(Data entries)
::::::::::
//! Conformance case tables.
//!
//! Every table is a static, ordered list; a case is identified by its
//! parameter tuple rendered as a stable id such as
//! `pad4d[pads=(1, 2, 3, 4), mode=reflect, value=None]`. Cases carry the
//! tiers they run in; tiers only gate selection.

mod addmm;
mod fill;
mod pad;

pub use addmm::{addmm_cases, Coefficient};
pub use fill::{fill_any_like_cases, FillInput, FillVariant, FILL_VARIANTS};
pub use pad::{pad_cases, pad_list_cases};

use crate::error::{HarnessError, Result};
use crate::provision::InputSpec;
use opcheck_core::ops::padding::expand_pads;
use opcheck_core::{DataType, PadMode};
use opcheck_frontend::{AddmmModule, FillAnyLikeModule, ListPadModule, Module, PadModule};
use std::fmt;
use std::str::FromStr;

/// Base input shape; an `n`-d case uses its first `n` entries.
pub const PAD_INPUT_SHAPE: [usize; 5] = [1, 3, 14, 14, 18];

/// Names of every suite, in run order.
pub const SUITES: [&str; 8] = [
    "pad4d",
    "pad5d",
    "pad2d",
    "pad_list4d",
    "pad_list5d",
    "pad_list2d",
    "addmm",
    "fill_any_like",
];

/// CI tier a case is scheduled in.
#[derive(Debug, Clone, Copy, PartialEq, Eq, Hash)]
pub enum Tier {
    /// Fast gate run on every change.
    Precommit,
    /// Full run.
    Nightly,
}

impl Tier {
    /// Lowercase tier name.
    pub fn name(self) -> &'static str {
        match self {
            Tier::Precommit => "precommit",
            Tier::Nightly => "nightly",
        }
    }
}

impl fmt::Display for Tier {
    fn fmt(&self, f: &mut fmt::Formatter<'_>) -> fmt::Result {
        f.write_str(self.name())
    }
}

impl FromStr for Tier {
    type Err = HarnessError;

    fn from_str(s: &str) -> Result<Self> {
        match s.to_ascii_lowercase().as_str() {
            "precommit" => Ok(Tier::Precommit),
            "nightly" => Ok(Tier::Nightly),
            other => Err(HarnessError::Config(format!("unknown tier '{other}'"))),
        }
    }
}

pub(crate) const NIGHTLY_PRECOMMIT: &[Tier] = &[Tier::Nightly, Tier::Precommit];
pub(crate) const NIGHTLY: &[Tier] = &[Tier::Nightly];

/// Operator-variant parameters of a case.
#[derive(Debug, Clone, PartialEq)]
pub enum CaseParams {
    /// `F.pad(x, pads, mode, value)` with static widths.
    Pad {
        /// Input rank.
        ndim: usize,
        /// Flat `(begin, end)` pairs from the last dimension.
        pads: Vec<i64>,
        /// Padding mode.
        mode: PadMode,
        /// Fill value for constant mode.
        value: Option<f64>,
    },
    /// Padding by runtime `int32` widths.
    PadList {
        /// Input rank.
        ndim: usize,
        /// Total width for the last dimension.
        pad_w: i32,
        /// Total width for the second-to-last dimension.
        pad_h: i32,
        /// Declared mode; the module does not apply it.
        mode: PadMode,
        /// Fill value.
        value: Option<f64>,
    },
    /// `torch.addmm(m0, m1, m2, alpha, beta)`.
    Addmm {
        /// Shape of `m0`.
        input_shape: [usize; 2],
        /// Shape of `m1`.
        matrix1_shape: [usize; 2],
        /// Shape of `m2`.
        matrix2_shape: [usize; 2],
        /// Product scale.
        alpha: Coefficient,
        /// Input scale.
        beta: Coefficient,
    },
    /// `fill_any_like` followed by a float32 cast.
    FillAnyLike(FillVariant),
}

/// A single-operator module and the tag its traced graph must contain.
pub struct BuiltModule {
    /// The module under test.
    pub module: Box<dyn Module>,
    /// Expected operator tag.
    pub op_tag: String,
}

impl CaseParams {
    /// Construct the module for these parameters.
    pub fn build_module(&self) -> BuiltModule {
        let module: Box<dyn Module> = match self {
            CaseParams::Pad {
                pads, mode, value, ..
            } => Box::new(PadModule::new(pads.clone(), *mode, *value)),
            CaseParams::PadList { mode, value, .. } => Box::new(ListPadModule::new(*mode, *value)),
            CaseParams::Addmm { alpha, beta, .. } => {
                Box::new(AddmmModule::new(alpha.value(), beta.value()))
            }
            CaseParams::FillAnyLike(variant) => {
                Box::new(FillAnyLikeModule::new(variant.value, variant.dtype))
            }
        };
        let op_tag = module.op_tag().to_string();
        BuiltModule { module, op_tag }
    }

    /// Feed names, in order.
    pub fn input_names(&self) -> Vec<String> {
        let names: &[&str] = match self {
            CaseParams::Pad { .. } | CaseParams::FillAnyLike(_) => &["x"],
            CaseParams::PadList { .. } => &["x", "pad_w", "pad_h"],
            CaseParams::Addmm { .. } => &["m0", "m1", "m2"],
        };
        names.iter().map(|name| name.to_string()).collect()
    }

    /// Declared inputs, in feed order.
    pub fn input_specs(&self) -> Result<Vec<InputSpec>> {
        let specs = match self {
            CaseParams::Pad { ndim, .. } => vec![InputSpec::random_typed(
                &PAD_INPUT_SHAPE[..*ndim],
                DataType::F32,
            )],
            CaseParams::PadList {
                ndim, pad_w, pad_h, ..
            } => vec![
                InputSpec::random_typed(&PAD_INPUT_SHAPE[..*ndim], DataType::F32),
                InputSpec::int32_scalar(*pad_w)?,
                InputSpec::int32_scalar(*pad_h)?,
            ],
            CaseParams::Addmm {
                input_shape,
                matrix1_shape,
                matrix2_shape,
                ..
            } => vec![
                InputSpec::random_typed(input_shape, DataType::F32),
                InputSpec::random_typed(matrix1_shape, DataType::F32),
                InputSpec::random_typed(matrix2_shape, DataType::F32),
            ],
            CaseParams::FillAnyLike(variant) => vec![variant.input.spec()],
        };
        Ok(specs)
    }

    /// Reject impossible parameters before anything executes.
    pub fn validate(&self, case_id: &str) -> Result<()> {
        match self {
            CaseParams::Pad { ndim, pads, .. } => {
                if *ndim == 0 || *ndim > PAD_INPUT_SHAPE.len() {
                    return Err(HarnessError::invalid_case(
                        case_id,
                        format!("rank {ndim} is not supported"),
                    ));
                }
                expand_pads(pads, *ndim)?;
            }
            CaseParams::PadList { ndim, .. } => {
                if *ndim < 2 || *ndim > PAD_INPUT_SHAPE.len() {
                    return Err(HarnessError::invalid_case(
                        case_id,
                        format!("list padding needs rank 2..=5, got {ndim}"),
                    ));
                }
            }
            CaseParams::Addmm {
                matrix1_shape,
                matrix2_shape,
                ..
            } => {
                if matrix1_shape[1] != matrix2_shape[0] {
                    return Err(HarnessError::invalid_case(
                        case_id,
                        format!("cannot multiply {matrix1_shape:?} by {matrix2_shape:?}"),
                    ));
                }
            }
            CaseParams::FillAnyLike(_) => {}
        }
        Ok(())
    }
}

/// One executable conformance case.
#[derive(Debug, Clone)]
pub struct TestCase {
    /// Suite the case belongs to.
    pub suite: &'static str,
    /// Stable id.
    pub id: String,
    /// Tiers the case runs in.
    pub tiers: &'static [Tier],
    /// Operator-variant parameters.
    pub params: CaseParams,
}

impl TestCase {
    /// Whether the case is scheduled in `tier`.
    pub fn in_tier(&self, tier: Tier) -> bool {
        self.tiers.contains(&tier)
    }
}

/// Criteria for picking cases out of the tables.
#[derive(Debug, Clone, Default)]
pub struct CaseSelection {
    /// Only this suite.
    pub suite: Option<String>,
    /// Only cases scheduled in this tier.
    pub tier: Option<Tier>,
    /// Only ids containing this substring.
    pub filter: Option<String>,
}

impl CaseSelection {
    /// Whether `case` satisfies every criterion.
    pub fn matches(&self, case: &TestCase) -> bool {
        self.suite.as_deref().map_or(true, |suite| case.suite == suite)
            && self.tier.map_or(true, |tier| case.in_tier(tier))
            && self
                .filter
                .as_deref()
                .map_or(true, |filter| case.id.contains(filter))
    }
}

/// Cases of one suite, in table order.
pub fn suite_cases(suite: &str) -> Result<Vec<TestCase>> {
    match suite {
        "pad4d" => Ok(pad_cases(4)),
        "pad5d" => Ok(pad_cases(5)),
        "pad2d" => Ok(pad_cases(2)),
        "pad_list4d" => Ok(pad_list_cases(4)),
        "pad_list5d" => Ok(pad_list_cases(5)),
        "pad_list2d" => Ok(pad_list_cases(2)),
        "addmm" => Ok(addmm_cases()),
        "fill_any_like" => Ok(fill_any_like_cases()),
        other => Err(HarnessError::UnknownSuite(other.to_string())),
    }
}

/// Every case of every suite.
pub fn all_cases() -> Vec<TestCase> {
    SUITES
        .iter()
        .filter_map(|suite| suite_cases(suite).ok())
        .flatten()
        .collect()
}

/// Cases matching `selection`, in table order.
pub fn select_cases(selection: &CaseSelection) -> Result<Vec<TestCase>> {
    let pool = match &selection.suite {
        Some(suite) => suite_cases(suite)?,
        None => all_cases(),
    };
    Ok(pool
        .into_iter()
        .filter(|case| selection.matches(case))
        .collect())
}

pub(crate) fn format_tuple<T: fmt::Display>(items: &[T]) -> String {
    let inner: Vec<String> = items.iter().map(ToString::to_string).collect();
    format!("({})", inner.join(", "))
}

pub(crate) fn format_value(value: Option<f64>) -> String {
    match value {
        Some(v) => format!("{v:?}"),
        None => "None".to_string(),
    }
}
::::::::::
How many of the lines above include the string "TestCase"? Answer with the number only.

6